Collected data entries
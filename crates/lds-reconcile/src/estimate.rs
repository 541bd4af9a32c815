use std::fmt;

use serde::{Deserialize, Serialize};

use crate::types::{OddsBasis, ReconciledTier};

/// Where a game's `num_tx_initial` came from.
#[derive(Clone, Copy, Debug, PartialEq, Eq, Serialize, Deserialize)]
#[serde(rename_all = "snake_case")]
pub enum EstimateBasis {
    /// The source publishes tickets printed.
    TicketsPrinted,
    /// `overall_odds × Σ total`.
    OverallOdds,
    /// `odds × total` of the highest-value tier.
    TopTierOdds,
}

impl fmt::Display for EstimateBasis {
    fn fmt(&self, f: &mut fmt::Formatter<'_>) -> fmt::Result {
        let s = match self {
            EstimateBasis::TicketsPrinted => "tickets_printed",
            EstimateBasis::OverallOdds => "overall_odds",
            EstimateBasis::TopTierOdds => "top_tier_odds",
        };
        f.write_str(s)
    }
}

/// Estimate tickets printed at launch.
///
/// A published printed count wins. Otherwise `basis` picks overall odds,
/// the top tier's odds, or (`Auto`) overall odds falling back to the top
/// tier. `None` when the chosen inputs are missing.
pub fn estimate_initial_tickets(
    tiers: &[ReconciledTier],
    overall_odds: Option<f64>,
    tickets_printed: Option<i64>,
    basis: OddsBasis,
) -> Option<(i64, EstimateBasis)> {
    if let Some(n) = tickets_printed {
        return Some((n, EstimateBasis::TicketsPrinted));
    }

    let overall = || {
        let odds = overall_odds?;
        let printed = tiers
            .iter()
            .map(|t| t.total)
            .fold(0i64, i64::saturating_add);
        Some((round_count(odds * printed as f64)?, EstimateBasis::OverallOdds))
    };
    let top = || {
        let tier = top_tier(tiers)?;
        let odds = tier.odds?;
        Some((round_count(odds * tier.total as f64)?, EstimateBasis::TopTierOdds))
    };

    match basis {
        OddsBasis::Auto => overall().or_else(top),
        OddsBasis::Overall => overall(),
        OddsBasis::TopTier => top(),
    }
}

/// Highest-value tier, first on ties.
fn top_tier(tiers: &[ReconciledTier]) -> Option<&ReconciledTier> {
    tiers.iter().fold(None, |best: Option<&ReconciledTier>, t| match best {
        Some(b) if b.value >= t.value => Some(b),
        _ => Some(t),
    })
}

fn round_count(v: f64) -> Option<i64> {
    (v.is_finite() && v >= 0.0 && v < i64::MAX as f64).then(|| v.round() as i64)
}
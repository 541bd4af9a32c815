use anyhow::Result;
use clap::{Parser, Subcommand};

mod commands;

#[derive(Parser)]
#[command(name = "lds")]
#[command(about = "Scratch-ticket inventory normalization CLI", long_about = None)]
struct Cli {
    #[command(subcommand)]
    cmd: Commands,
}

#[derive(Subcommand)]
enum Commands {
    /// Reconcile raw observations into games and print them as JSON
    Reconcile {
        /// Region code (e.g. id, pa); selects the reconcile profile
        #[arg(long)]
        region: String,

        /// Observations file (JSON array or JSON lines)
        #[arg(long)]
        input: String,

        /// Extra config layers, merged over the shipped defaults in order
        #[arg(long = "config")]
        config_paths: Vec<String>,

        /// Pretty-print the output
        #[arg(long, default_value_t = false)]
        pretty: bool,

        /// Fail instead of warn when config carries keys nothing reads
        #[arg(long, default_value_t = false)]
        strict_config: bool,
    },

    /// Check a games file against the exchange format; fails on any field error
    Validate {
        #[arg(long)]
        input: String,
    },

    /// Print the batch quality report and per-game return-to-player
    Quality {
        #[arg(long)]
        input: String,
    },

    /// Compute layered config hash + print canonical JSON
    ConfigHash {
        /// Paths in merge order (base -> region overrides -> local)
        #[arg(required = true)]
        paths: Vec<String>,
    },
}

fn main() -> Result<()> {
    // Load .env.local if present (dev convenience, e.g. RUST_LOG).
    let _ = dotenvy::from_filename(".env.local");

    init_tracing();

    let cli = Cli::parse();

    match cli.cmd {
        Commands::Reconcile {
            region,
            input,
            config_paths,
            pretty,
            strict_config,
        } => commands::reconcile::run(&region, &input, &config_paths, pretty, strict_config)?,

        Commands::Validate { input } => commands::report::validate_file(&input)?,

        Commands::Quality { input } => commands::report::quality(&input)?,

        Commands::ConfigHash { paths } => {
            let path_refs: Vec<&str> = paths.iter().map(|s| s.as_str()).collect();
            let loaded = lds_config::load_layered_yaml(&path_refs)?;
            println!("config_hash={}", loaded.config_hash);
            println!("{}", loaded.canonical_json);
        }
    }

    Ok(())
}

/// Logs go to stderr; stdout carries command output only.
fn init_tracing() {
    tracing_subscriber::fmt()
        .with_env_filter(
            tracing_subscriber::EnvFilter::try_from_default_env().unwrap_or_else(|_| "info".into()),
        )
        .with_writer(std::io::stderr)
        .init();
}
use lds_ingest::{RawGame, RawTier};
use lds_reconcile::*;

#[test]
fn scenario_adjacent_equal_value_tiers_merge_before_reconciliation() {
    let raw = RawGame {
        game_id: Some("1488".to_string()),
        name: Some("$3 Million Mega Stacks".to_string()),
        price: Some("30".to_string()),
        tiers: vec![
            RawTier::labelled("$3 Million").total("4").remaining("3").odds("1 in 1,800,000"),
            RawTier::labelled("$5,000").total("3").remaining("1").odds("1 in 40,000"),
            RawTier::labelled("$5,000").total("7").remaining("3").odds("1 in 40,000"),
            RawTier::labelled("$30").total("200,000"),
        ],
        ..RawGame::default()
    };
    let profile = ReconcileProfile {
        merge_duplicate_tiers: true,
        ratio_policy: RatioPolicy::Pooled,
        odds_basis: OddsBasis::TopTier,
        ..ReconcileProfile::default()
    };

    let out = reconcile_game(&raw, &profile).unwrap();
    let prizes = &out.game.prizes;
    assert_eq!(prizes.len(), 3);
    assert_eq!(prizes[0].value, 3_000_000.0);
    assert_eq!(prizes[1].total(), 10);
    assert_eq!(prizes[1].available, 4);
    // (3 + 4) / (4 + 10)
    assert_eq!(prizes[2].available, 100_000);

    assert_eq!(out.game.num_tx_initial, Some(7_200_000));
    assert_eq!(out.estimate_basis, Some(EstimateBasis::TopTierOdds));
}

#[test]
fn scenario_merging_never_breaks_a_game_that_reconciles_unmerged() {
    let raw = RawGame {
        game_id: Some("1".to_string()),
        price: Some("5".to_string()),
        tiers: vec![
            RawTier::labelled("$100").total("10").remaining("5"),
            RawTier::labelled("$5").total("3"),
            RawTier::labelled("$5").remaining("7"),
            RawTier::labelled("$5").total("6").claimed("2"),
            RawTier::labelled("$5").total("4").remaining("1"),
        ],
        ..RawGame::default()
    };
    let unmerged = reconcile_game(&raw, &ReconcileProfile::default()).unwrap();
    assert_eq!(unmerged.game.prizes.len(), 5);

    let profile = ReconcileProfile {
        merge_duplicate_tiers: true,
        ..ReconcileProfile::default()
    };
    let merged = reconcile_game(&raw, &profile).unwrap();
    let prizes = &merged.game.prizes;
    // total-only and remaining-only tiers stay apart; the last two fold.
    assert_eq!(prizes.len(), 4);
    assert_eq!(prizes[2].available, 7);
    assert_eq!(prizes[3].total(), 10);
    assert_eq!(prizes[3].available, 5);
}

#[test]
fn scenario_merge_is_identity_on_distinct_values() {
    let tiers = vec![
        TierCounts::new("$100", 100.0).with_total(10),
        TierCounts::new("$50", 50.0).with_remaining(3),
        TierCounts::new("$100", 100.0).with_total(2),
    ];
    assert_eq!(merge_tiers(tiers.clone()), tiers);
}

#[test]
fn scenario_published_printed_count_beats_odds() {
    let raw = RawGame {
        game_id: Some("0099".to_string()),
        price: Some("$10".to_string()),
        overall_odds: Some("1 in 3.5".to_string()),
        tickets_printed: Some("339,900".to_string()),
        tiers: vec![RawTier::labelled("$100,000").total("10").remaining("4")],
        ..RawGame::default()
    };
    let out = reconcile_game(&raw, &ReconcileProfile::default()).unwrap();
    assert_eq!(out.game.num_tx_initial, Some(339_900));
    assert_eq!(out.estimate_basis, Some(EstimateBasis::TicketsPrinted));
}
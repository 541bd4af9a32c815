use anyhow::{bail, Context, Result};
use lds_reconcile::build_quality_report;
use lds_schemas::{deserialize_many, validate, validate_game, Game};
use serde_json::Value;

use super::read_input;

/// `lds validate`: print every field error, fail when there are any.
pub fn validate_file(input: &str) -> Result<()> {
    let raw = read_input(input)?;
    let doc: Value = serde_json::from_str(raw.trim()).context("input must be valid JSON")?;

    let records: Vec<&Value> = match &doc {
        Value::Array(items) => items.iter().collect(),
        other => vec![other],
    };

    let mut error_count = 0usize;
    for (i, record) in records.iter().enumerate() {
        for e in validate(record) {
            println!("record {i}: {e}");
            error_count += 1;
        }
    }

    // Typed range checks only make sense once the shape is right.
    if error_count == 0 {
        let games = deserialize_many(&raw)?;
        for (i, g) in games.iter().enumerate() {
            for e in validate_game(g) {
                println!("record {i}: {e}");
                error_count += 1;
            }
        }
    }

    if error_count > 0 {
        bail!("{error_count} field error(s) in {input}");
    }
    println!("ok records={}", records.len());
    Ok(())
}

/// `lds quality`: batch report, then one return-to-player line per game.
pub fn quality(input: &str) -> Result<()> {
    let raw = read_input(input)?;
    let games = deserialize_many(&raw)?;

    let report = build_quality_report(&games);
    println!("{report}");
    if !report.is_clean() {
        tracing::warn!("quality report has issues");
    }

    for g in &games {
        println!(
            "game_id={} price={} rtp_initial={} rtp_remaining={}",
            g.game_id,
            g.price,
            fmt_ratio(rtp_initial(g)),
            fmt_ratio(rtp_remaining(g))
        );
    }
    Ok(())
}

fn fmt_ratio(v: Option<f64>) -> String {
    v.map(|r| format!("{r:.4}")).unwrap_or_else(|| "-".to_string())
}

/// Prize value printed per currency unit of tickets printed.
fn rtp_initial(g: &Game) -> Option<f64> {
    let tickets = g.num_tx_initial? as f64;
    let cost = tickets * g.price;
    if cost <= 0.0 {
        return None;
    }
    let value: f64 = g.prizes.iter().map(|p| p.value * p.total() as f64).sum();
    Some(value / cost)
}

/// Prize value still outstanding per currency unit of tickets still unsold.
///
/// Unsold tickets are estimated as `num_tx_initial` scaled by the share of
/// prizes still available.
fn rtp_remaining(g: &Game) -> Option<f64> {
    let tickets = g.num_tx_initial? as f64;
    let printed = g.prizes_printed();
    if printed <= 0 {
        return None;
    }
    let unsold = tickets * g.prizes_available() as f64 / printed as f64;
    let cost = unsold * g.price;
    if cost <= 0.0 {
        return None;
    }
    let value: f64 = g.prizes.iter().map(|p| p.value * p.available as f64).sum();
    Some(value / cost)
}
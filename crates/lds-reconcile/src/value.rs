//! Prize label → single-win value.
//!
//! Rules are tried in a fixed order, first match wins:
//! 1. annuity / term payouts (`"$50 A WEEK FOR LIFE"`, `"$250K/YR/20YRS"`,
//!    `"$1 MILLION A YEAR FOR LIFE"`)
//! 2. million shorthand (`"$3 MILLION"`)
//! 3. ticket prizes (`"FREE TICKET"`), worth the game's price
//! 4. plain currency (`"$1,000"`)

use std::sync::LazyLock;

use regex::Regex;

use crate::types::{DEFAULT_LIFE_TERM_YEARS, DEFAULT_MILLION_MULTIPLIER};

static RE_ANNUITY: LazyLock<Regex> = LazyLock::new(|| {
    Regex::new(
        r"(?i)([0-9][0-9,]*(?:\.[0-9]+)?)\s*(?:(k)|(million|mil))?\s*(?:a|per|/|every)\s*(week|wk|month|mo|year|yr)s?\b",
    )
    .unwrap()
});

static RE_LIFE: LazyLock<Regex> = LazyLock::new(|| Regex::new(r"(?i)\blife\b").unwrap());

static RE_TERM: LazyLock<Regex> =
    LazyLock::new(|| Regex::new(r"(?i)([0-9]+)\s*(?:years?|yrs?)\b").unwrap());

static RE_MILLION: LazyLock<Regex> = LazyLock::new(|| {
    Regex::new(r"(?i)([0-9]+(?:\.[0-9]+)?)\s*(?:million|mil)\b").unwrap()
});

static RE_TICKET: LazyLock<Regex> = LazyLock::new(|| Regex::new(r"(?i)\btickets?\b").unwrap());

static RE_PLAIN: LazyLock<Regex> = LazyLock::new(|| {
    Regex::new(r"(?i)^\$?\s*([0-9][0-9,]*(?:\.[0-9]+)?|\.[0-9]+)\s*(k)?$").unwrap()
});

/// Region constants used while normalizing values.
#[derive(Clone, Copy, Debug, PartialEq)]
pub struct ValueRules {
    /// Years a "for life" annuity is paid over.
    pub life_term_years: u32,
    /// Currency units per "million" (some regions use it for 100,000).
    pub million_multiplier: f64,
}

impl Default for ValueRules {
    fn default() -> Self {
        Self {
            life_term_years: DEFAULT_LIFE_TERM_YEARS,
            million_multiplier: DEFAULT_MILLION_MULTIPLIER,
        }
    }
}

/// Normalize a prize label to a value in currency units.
///
/// `price` is the game's ticket price, used for ticket prizes.
/// Returns `None` when no rule matches.
pub fn normalize_value(label: &str, price: f64, rules: &ValueRules) -> Option<f64> {
    let label = label.trim();
    if label.is_empty() {
        return None;
    }

    annuity_value(label, rules)
        .or_else(|| million_value(label, rules))
        .or_else(|| ticket_value(label, price))
        .or_else(|| plain_value(label))
        .filter(|v| v.is_finite() && *v >= 0.0)
}

fn amount(digits: &str, thousands: bool) -> Option<f64> {
    let n: f64 = digits.replace(',', "").parse().ok()?;
    Some(if thousands { n * 1_000.0 } else { n })
}

fn annuity_value(label: &str, rules: &ValueRules) -> Option<f64> {
    let caps = RE_ANNUITY.captures(label)?;
    let mut per_payment = amount(&caps[1], caps.get(2).is_some())?;
    if caps.get(3).is_some() {
        per_payment *= rules.million_multiplier;
    }
    let per_year = match caps[4].to_ascii_lowercase().as_str() {
        "week" | "wk" => 52.0,
        "month" | "mo" => 12.0,
        _ => 1.0,
    };

    // Term is stated after the cadence; no stated term means "for life".
    let rest = &label[caps.get(0).map_or(0, |m| m.end())..];
    let years = if RE_LIFE.is_match(rest) {
        f64::from(rules.life_term_years)
    } else if let Some(t) = RE_TERM.captures(rest) {
        t[1].parse::<f64>().ok()?
    } else {
        f64::from(rules.life_term_years)
    };

    Some(per_payment * per_year * years)
}

fn million_value(label: &str, rules: &ValueRules) -> Option<f64> {
    let caps = RE_MILLION.captures(label)?;
    let f: f64 = caps[1].parse().ok()?;
    Some(f * rules.million_multiplier)
}

fn ticket_value(label: &str, price: f64) -> Option<f64> {
    RE_TICKET.is_match(label).then_some(price)
}

fn plain_value(label: &str) -> Option<f64> {
    let caps = RE_PLAIN.captures(label)?;
    amount(&caps[1], caps.get(2).is_some())
}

REQUIREMENT
If a line in the records includes the string "order", copy it.

TASK ANSWER
        /// Extra config layers, merged over the shipped defaults in order
        /// Paths in merge order (base -> region overrides -> local)
//! Rules are tried in a fixed order, first match wins:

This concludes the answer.